▸ **Given records**:
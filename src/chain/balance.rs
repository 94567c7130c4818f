// SPDX-License-Identifier: AGPL-3.0-or-later
//
// Copyright (C) 2026 Relational Network

//! Running post-operation balances.
//!
//! Every operation that names an account carries a `new_balance` metadata
//! entry: the account's balance after the operation is applied. Opening
//! balances are read once per account, then operations are applied in the
//! order they appear in the transaction list. Failed operations leave the
//! balance unchanged but are still annotated.

use std::collections::{BTreeMap, BTreeSet};

use alloy::primitives::{I256, U256};
use serde_json::{json, Value};

use super::rpc::{self, decode, ChainRpc, RpcRequest};
use super::status;
use super::trace::TraceError;
use crate::client::ClientError;
use crate::models::Transaction;

/// Metadata key holding the account balance after an operation.
pub const NEW_BALANCE: &str = "new_balance";

/// Running balances keyed by checksummed address.
pub type Balances = BTreeMap<String, I256>;

/// Every account named by an operation in `transactions`, in address order.
pub fn touched_accounts(transactions: &[Transaction]) -> Vec<String> {
    transactions
        .iter()
        .flat_map(|tx| tx.operations.iter())
        .filter_map(|op| op.account.as_ref().map(|a| a.address.clone()))
        .collect::<BTreeSet<_>>()
        .into_iter()
        .collect()
}

/// Batch-read the balances of `accounts` at block `tag`.
pub async fn fetch_balances<R: ChainRpc>(
    rpc: &R,
    accounts: &[String],
    tag: Value,
) -> Result<Balances, ClientError> {
    if accounts.is_empty() {
        return Ok(Balances::new());
    }
    let requests = accounts
        .iter()
        .map(|account| RpcRequest::new(rpc::GET_BALANCE, vec![json!(account), tag.clone()]))
        .collect();
    let results = rpc.batch(requests).await?;

    let mut balances = Balances::new();
    for (account, result) in accounts.iter().zip(results) {
        let balance: U256 = decode(rpc::GET_BALANCE, &result?)?;
        let balance = I256::try_from(balance).map_err(|_| TraceError::ValueOverflow(balance))?;
        balances.insert(account.clone(), balance);
    }
    Ok(balances)
}

/// Annotate every operation of `transactions` with its account's new balance.
///
/// Accounts missing from `balances` open at zero.
pub fn apply_running_balances(
    transactions: &mut [Transaction],
    mut balances: Balances,
) -> Result<(), TraceError> {
    for tx in transactions.iter_mut() {
        for op in tx.operations.iter_mut() {
            let Some(account) = &op.account else {
                continue;
            };
            let balance = balances.entry(account.address.clone()).or_default();
            if op.status.as_deref() != Some(status::FAIL) {
                let delta = op.signed_value().ok_or_else(|| {
                    TraceError::Decode(format!(
                        "operation {} of {} has an unreadable amount",
                        op.operation_identifier.index, tx.transaction_identifier.hash
                    ))
                })?;
                *balance += delta;
            }
            op.metadata
                .get_or_insert_with(Default::default)
                .insert(NEW_BALANCE.to_string(), Value::String(balance.to_string()));
        }
    }
    Ok(())
}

▸ **Brief**: A faithful, word-for-word transcript of the material above is the required answer.

▸ **Your solution**:
filename src/chain/balance.rs
repository 94567c7130c4818f
// SPDX-License-Identifier: AGPL-3.0-or-later
//
// Copyright (C) 2026 Relational Network

//! Running post-operation balances.
//!
//! Every operation that names an account carries a `new_balance` metadata
//! entry: the account's balance after the operation is applied. Opening
//! balances are read once per account, then operations are applied in the
//! order they appear in the transaction list. Failed operations leave the
//! balance unchanged but are still annotated.

use std::collections::{BTreeMap, BTreeSet};

use alloy::primitives::{I256, U256};
use serde_json::{json, Value};

use super::rpc::{self, decode, ChainRpc, RpcRequest};
use super::status;
use super::trace::TraceError;
use crate::client::ClientError;
use crate::models::Transaction;

/// Metadata key holding the account balance after an operation.
pub const NEW_BALANCE: &str = "new_balance";

/// Running balances keyed by checksummed address.
pub type Balances = BTreeMap<String, I256>;

/// Every account named by an operation in `transactions`, in address order.
pub fn touched_accounts(transactions: &[Transaction]) -> Vec<String> {
    transactions
        .iter()
        .flat_map(|tx| tx.operations.iter())
        .filter_map(|op| op.account.as_ref().map(|a| a.address.clone()))
        .collect::<BTreeSet<_>>()
        .into_iter()
        .collect()
}

/// Batch-read the balances of `accounts` at block `tag`.
pub async fn fetch_balances<R: ChainRpc>(
    rpc: &R,
    accounts: &[String],
    tag: Value,
) -> Result<Balances, ClientError> {
    if accounts.is_empty() {
        return Ok(Balances::new());
    }
    let requests = accounts
        .iter()
        .map(|account| RpcRequest::new(rpc::GET_BALANCE, vec![json!(account), tag.clone()]))
        .collect();
    let results = rpc.batch(requests).await?;

    let mut balances = Balances::new();
    for (account, result) in accounts.iter().zip(results) {
        let balance: U256 = decode(rpc::GET_BALANCE, &result?)?;
        let balance = I256::try_from(balance).map_err(|_| TraceError::ValueOverflow(balance))?;
        balances.insert(account.clone(), balance);
    }
    Ok(balances)
}

/// Annotate every operation of `transactions` with its account's new balance.
///
/// Accounts missing from `balances` open at zero.
pub fn apply_running_balances(
    transactions: &mut [Transaction],
    mut balances: Balances,
) -> Result<(), TraceError> {
    for tx in transactions.iter_mut() {
        for op in tx.operations.iter_mut() {
            let Some(account) = &op.account else {
                continue;
            };
            let balance = balances.entry(account.address.clone()).or_default();
            if op.status.as_deref() != Some(status::FAIL) {
                let delta = op.signed_value().ok_or_else(|| {
                    TraceError::Decode(format!(
                        "operation {} of {} has an unreadable amount",
                        op.operation_identifier.index, tx.transaction_identifier.hash
                    ))
                })?;
                *balance += delta;
            }
            op.metadata
                .get_or_insert_with(Default::default)
                .insert(NEW_BALANCE.to_string(), Value::String(balance.to_string()));
        }
    }
    Ok(())
}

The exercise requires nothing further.